Phishing, in simple terms is someone trying to trick you into giving your personal information such as usernames, passwords and credit card details via an email that looks like it's from your bank. This sneaky approach is very successful and fools a lot of people causing massive headaches.
Banks and credit card companies will never email to ask you for confidential information so even if it looks like it could be from one, don't respond and alert your bank.
Another popular phishing scam is to email you to claim that your account will be closed unless you confirm confidential personal information or update security details. These are not genuine emails from Capital One, Mastercard® or VISA.
Emails which sound too good to be true usually are. So if you receive an elaborate story to make you think you can make some easy money from someone you've never heard of, do yourself a massive favour and bin it.
If you think you've received a hoax email pretending to be from Capital One, please forward it to firstname.lastname@example.org.
If you are concerned that you may have divulged confidential personal information about yourself or if your Capital One security details have been compromised, please contact us immediately.
Here are a few simple steps you can take to protect yourself on the internet:
- Ensure that you have up to date virus protection and a firewall to protect you when online
- Be careful what information you share on social networking websites. Avoid sharing personal information such as your date of birth or address as this can be used by fraudsters.

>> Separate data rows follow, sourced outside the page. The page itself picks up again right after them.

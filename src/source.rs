//! Byte sources feeding the streaming reader.
//!
//! A source is any sequential reader that can additionally report its
//! total size when known; the size hint drives progress reporting and
//! nothing else.

use crate::error::LoadError;
use std::fs::File;
use std::io::{Cursor, Read};
use std::path::{Path, PathBuf};

/// Sequential byte access to the underlying content.
pub trait ByteSource: Read + Send {
    /// Total size in bytes, if the source knows it up front.
    ///
    /// `None` degrades progress reporting to "1.0 at end of source".
    fn total_size(&self) -> Option<u64>;
}

/// File-backed source; size comes from metadata at open time.
#[derive(Debug)]
pub struct FileSource {
    file: File,
    size: Option<u64>,
    path: PathBuf,
}

impl FileSource {
    pub fn open<P: AsRef<Path>>(path: P) -> Result<Self, LoadError> {
        let path = path.as_ref().to_path_buf();
        let file = File::open(&path).map_err(|e| LoadError::io(&path, &e))?;
        // Size hint is best-effort: a FIFO or special file may not have one.
        let size = file
            .metadata()
            .ok()
            .filter(|m| m.is_file())
            .map(|m| m.len());

        Ok(Self { file, size, path })
    }

    pub fn path(&self) -> &Path {
        &self.path
    }
}

impl Read for FileSource {
    fn read(&mut self, buf: &mut [u8]) -> std::io::Result<usize> {
        self.file.read(buf)
    }
}

impl ByteSource for FileSource {
    fn total_size(&self) -> Option<u64> {
        self.size
    }
}

/// In-memory source for piped input and tests; size is always known.
pub struct MemorySource {
    cursor: Cursor<Vec<u8>>,
    size: u64,
}

impl MemorySource {
    pub fn new(bytes: Vec<u8>) -> Self {
        let size = bytes.len() as u64;
        Self {
            cursor: Cursor::new(bytes),
            size,
        }
    }
}

impl Read for MemorySource {
    fn read(&mut self, buf: &mut [u8]) -> std::io::Result<usize> {
        self.cursor.read(buf)
    }
}

impl ByteSource for MemorySource {
    fn total_size(&self) -> Option<u64> {
        Some(self.size)
    }
}

#[cfg(test)]
mod tests {
    use super::*;
    use std::io::Write;
    use tempfile::NamedTempFile;

    #[test]
    fn test_file_source_reports_size() -> anyhow::Result<()> {
        let mut temp_file = NamedTempFile::new()?;
        temp_file.write_all(b"hello\nworld\n")?;
        temp_file.flush()?;

        let source = FileSource::open(temp_file.path())?;
        assert_eq!(source.total_size(), Some(12));
        assert_eq!(source.path(), temp_file.path());

        Ok(())
    }

    #[test]
    fn test_file_source_reads_sequentially() -> anyhow::Result<()> {
        let mut temp_file = NamedTempFile::new()?;
        temp_file.write_all(b"abcdef")?;
        temp_file.flush()?;

        let mut source = FileSource::open(temp_file.path())?;
        let mut buf = [0u8; 4];
        assert_eq!(source.read(&mut buf)?, 4);
        assert_eq!(&buf, b"abcd");
        assert_eq!(source.read(&mut buf)?, 2);
        assert_eq!(&buf[..2], b"ef");
        assert_eq!(source.read(&mut buf)?, 0);

        Ok(())
    }

    #[test]
    fn test_file_source_missing_file_is_io_error() {
        let err = FileSource::open("/nonexistent/really/not/here.txt").unwrap_err();
        assert!(matches!(err, LoadError::Io { .. }));
        assert!(err.to_string().contains("not/here.txt"));
    }

    #[test]
    fn test_memory_source() {
        let mut source = MemorySource::new(b"12345".to_vec());
        assert_eq!(source.total_size(), Some(5));

        let mut out = Vec::new();
        source.read_to_end(&mut out).unwrap();
        assert_eq!(out, b"12345");
    }

    #[test]
    fn test_memory_source_empty() {
        let mut source = MemorySource::new(Vec::new());
        assert_eq!(source.total_size(), Some(0));
        let mut buf = [0u8; 8];
        assert_eq!(source.read(&mut buf).unwrap(), 0);
    }
}
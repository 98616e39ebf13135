// Library interface for folio
// The binary and embedding front-ends drive TextViewer; everything below
// it is exposed for reuse and tests.

pub mod cancel;
pub mod chunk;
pub mod config;
pub mod encoding;
pub mod error;
pub mod paginator;
pub mod reader;
pub mod source;
pub mod viewer;
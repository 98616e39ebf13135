//! Encoding detection and incremental decoding.
//!
//! The viewer never knows a file's encoding up front. Detection runs an
//! ordered trial list over the first accumulation buffer and pins the
//! winner for the remainder of the file; decoding then goes through an
//! incremental `encoding_rs::Decoder`, which carries partial multi-byte
//! sequences across read boundaries internally. That is what keeps a
//! code point whose bytes straddle two reads intact.
//!
//! Trial order: UTF-8, UTF-16 (either byte order, accepted only behind a
//! BOM), Shift_JIS, and windows-1252 as the unconditional fallback.
//! UTF-16 without a BOM is deliberately never guessed: any even-length
//! byte prefix validates as UTF-16, so a BOM-less trial would swallow
//! every legacy-encoded file that reaches it.

use crate::error::LoadError;
use encoding_rs::{CoderResult, Decoder, DecoderResult, Encoding};
use encoding_rs::{SHIFT_JIS, UTF_16BE, UTF_16LE, UTF_8, WINDOWS_1252};

/// Candidate encodings, tried in order. The last entry decodes any byte
/// sequence, so detection always terminates with a result.
const CANDIDATES: [&Encoding; 5] = [UTF_8, UTF_16LE, UTF_16BE, SHIFT_JIS, WINDOWS_1252];

const UTF_16LE_BOM: [u8; 2] = [0xFF, 0xFE];
const UTF_16BE_BOM: [u8; 2] = [0xFE, 0xFF];

/// Pick the first candidate encoding that accepts `bytes`.
///
/// `bytes` should be the first accumulation buffer of the file (or the
/// whole file when smaller). A multi-byte sequence cut off at the end of
/// the buffer does not disqualify a candidate.
///
/// The error path exists for the taxonomy only: windows-1252 accepts
/// everything, so exhausting the list means the trial table itself is
/// broken.
pub fn detect(bytes: &[u8]) -> Result<&'static Encoding, LoadError> {
    for candidate in CANDIDATES {
        if accepts(candidate, bytes) {
            return Ok(candidate);
        }
    }
    Err(LoadError::Decode {
        detail: "no candidate encoding accepted the input".to_string(),
    })
}

fn accepts(encoding: &'static Encoding, bytes: &[u8]) -> bool {
    // UTF-16 is BOM-gated; validity alone proves nothing for it.
    if encoding == UTF_16LE {
        return bytes.starts_with(&UTF_16LE_BOM);
    }
    if encoding == UTF_16BE {
        return bytes.starts_with(&UTF_16BE_BOM);
    }
    validates(encoding, bytes)
}

/// Strict trial decode: true when `bytes` contains no malformed sequence
/// under `encoding`. An incomplete sequence at the very end is fine — the
/// buffer is a prefix of the file, not the whole of it.
fn validates(encoding: &'static Encoding, bytes: &[u8]) -> bool {
    let mut decoder = encoding.new_decoder_without_bom_handling();
    let mut out = String::new();
    let mut input = bytes;

    loop {
        let needed = decoder
            .max_utf8_buffer_length_without_replacement(input.len())
            .unwrap_or(input.len() * 4 + 4);
        out.reserve(needed);

        let (result, read) = decoder.decode_to_string_without_replacement(input, &mut out, false);
        input = &input[read..];

        match result {
            DecoderResult::InputEmpty => return true,
            DecoderResult::Malformed(_, _) => return false,
            DecoderResult::OutputFull => out.clear(),
        }
    }
}

/// Incremental decoder for the pinned encoding.
///
/// Wraps `encoding_rs::Decoder` with the replacement policy the engine
/// uses: once an encoding is pinned, malformed sequences decode to U+FFFD
/// rather than aborting the session. A leading BOM matching the pinned
/// encoding is stripped.
pub struct StreamDecoder {
    encoding: &'static Encoding,
    decoder: Decoder,
}

impl StreamDecoder {
    pub fn new(encoding: &'static Encoding) -> Self {
        Self {
            encoding,
            decoder: encoding.new_decoder(),
        }
    }

    pub fn encoding(&self) -> &'static Encoding {
        self.encoding
    }

    /// Decode the next raw buffer, appending to `out`.
    ///
    /// Bytes belonging to an incomplete trailing sequence are held inside
    /// the decoder until the next call.
    pub fn decode_to(&mut self, input: &[u8], out: &mut String) {
        self.decode_inner(input, out, false);
    }

    /// Flush decoder state at end of source. A dangling partial sequence
    /// becomes a replacement character.
    pub fn finish(&mut self, out: &mut String) {
        self.decode_inner(&[], out, true);
    }

    fn decode_inner(&mut self, input: &[u8], out: &mut String, last: bool) {
        let mut input = input;
        loop {
            let needed = self
                .decoder
                .max_utf8_buffer_length(input.len())
                .unwrap_or(input.len() * 4 + 4);
            out.reserve(needed);

            let (result, read, _had_errors) = self.decoder.decode_to_string(input, out, last);
            input = &input[read..];

            match result {
                CoderResult::InputEmpty => return,
                CoderResult::OutputFull => continue,
            }
        }
    }
}

#[cfg(test)]
mod tests {
    use super::*;

    /// Decode `bytes` in one streaming pass under the detected encoding.
    fn detect_and_decode(bytes: &[u8]) -> (String, &'static Encoding) {
        let encoding = detect(bytes).unwrap();
        let mut decoder = StreamDecoder::new(encoding);
        let mut out = String::new();
        decoder.decode_to(bytes, &mut out);
        decoder.finish(&mut out);
        (out, encoding)
    }

    #[test]
    fn test_detect_plain_ascii_as_utf8() {
        assert_eq!(detect(b"hello world\n").unwrap(), UTF_8);
    }

    #[test]
    fn test_detect_empty_as_utf8() {
        assert_eq!(detect(b"").unwrap(), UTF_8);
    }

    #[test]
    fn test_detect_multibyte_utf8() {
        assert_eq!(detect("héllo wörld 🌍\n".as_bytes()).unwrap(), UTF_8);
    }

    #[test]
    fn test_truncated_utf8_tail_still_detects_utf8() {
        // "é" is [0xC3, 0xA9]; cut after the lead byte.
        let mut bytes = b"caf".to_vec();
        bytes.push(0xC3);
        assert_eq!(detect(&bytes).unwrap(), UTF_8);
    }

    #[test]
    fn test_detect_utf16le_by_bom() {
        let mut bytes = vec![0xFF, 0xFE];
        for unit in "hi\n".encode_utf16() {
            bytes.extend_from_slice(&unit.to_le_bytes());
        }
        assert_eq!(detect(&bytes).unwrap(), UTF_16LE);

        let (text, _) = detect_and_decode(&bytes);
        assert_eq!(text, "hi\n");
    }

    #[test]
    fn test_detect_utf16be_by_bom() {
        let mut bytes = vec![0xFE, 0xFF];
        for unit in "시\n".encode_utf16() {
            bytes.extend_from_slice(&unit.to_be_bytes());
        }
        assert_eq!(detect(&bytes).unwrap(), UTF_16BE);

        let (text, _) = detect_and_decode(&bytes);
        assert_eq!(text, "시\n");
    }

    #[test]
    fn test_detect_shift_jis() {
        // Shift_JIS for 日本語; the lead byte 0x93 is not valid UTF-8.
        let bytes: &[u8] = &[0x93, 0xFA, 0x96, 0x7B, 0x8C, 0xEA];
        assert_eq!(detect(bytes).unwrap(), SHIFT_JIS);

        let (text, _) = detect_and_decode(bytes);
        assert_eq!(text, "日本語");
    }

    #[test]
    fn test_windows_1252_fallback() {
        // 0xE9 would start a Shift_JIS pair, but 0x0A is not a valid
        // trail byte, so both UTF-8 and Shift_JIS reject this.
        let bytes: &[u8] = b"caf\xE9\n";
        assert_eq!(detect(bytes).unwrap(), WINDOWS_1252);

        let (text, _) = detect_and_decode(bytes);
        assert_eq!(text, "café\n");
    }

    #[test]
    fn test_stream_decoder_carries_split_code_point() {
        // Feed "né" one byte at a time; 0xC3 0xA9 ends up split across
        // calls and must still come out as a single character.
        let bytes = "né".as_bytes();
        let mut decoder = StreamDecoder::new(UTF_8);
        let mut out = String::new();
        for b in bytes {
            decoder.decode_to(std::slice::from_ref(b), &mut out);
        }
        decoder.finish(&mut out);
        assert_eq!(out, "né");
    }

    #[test]
    fn test_stream_decoder_strips_utf16_bom() {
        let mut bytes = vec![0xFF, 0xFE];
        for unit in "abc".encode_utf16() {
            bytes.extend_from_slice(&unit.to_le_bytes());
        }

        let mut decoder = StreamDecoder::new(UTF_16LE);
        let mut out = String::new();
        decoder.decode_to(&bytes, &mut out);
        decoder.finish(&mut out);
        assert_eq!(out, "abc");
    }

    #[test]
    fn test_streaming_matches_whole_buffer_decode() {
        // Chopping the input at arbitrary points must not change output.
        let text = "가나다 line one\nαβγ line two\n🎉 line three\n";
        let bytes = text.as_bytes();

        for split in 0..bytes.len() {
            let mut decoder = StreamDecoder::new(UTF_8);
            let mut out = String::new();
            decoder.decode_to(&bytes[..split], &mut out);
            decoder.decode_to(&bytes[split..], &mut out);
            decoder.finish(&mut out);
            assert_eq!(out, text, "split at byte {}", split);
        }
    }

    #[test]
    fn test_malformed_under_pinned_encoding_replaces() {
        let mut decoder = StreamDecoder::new(UTF_8);
        let mut out = String::new();
        decoder.decode_to(b"ok \xFF then\n", &mut out);
        decoder.finish(&mut out);
        assert_eq!(out, "ok \u{FFFD} then\n");
        assert_eq!(decoder.encoding(), UTF_8);
    }
}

- Use strong passwords that can't be guessed, passwords with letters and numbers are normally strong. Avoid obvious passwords like date of birth
- Don't share your passwords with anyone, including your banks and credit card providers. They will never ask you to reveal it
- Use different passwords for your different accounts
- If more information than usual is requested when you log into your account online, don't complete it and alert your bank. This is another clever tactic fraudsters use to get hold of your data.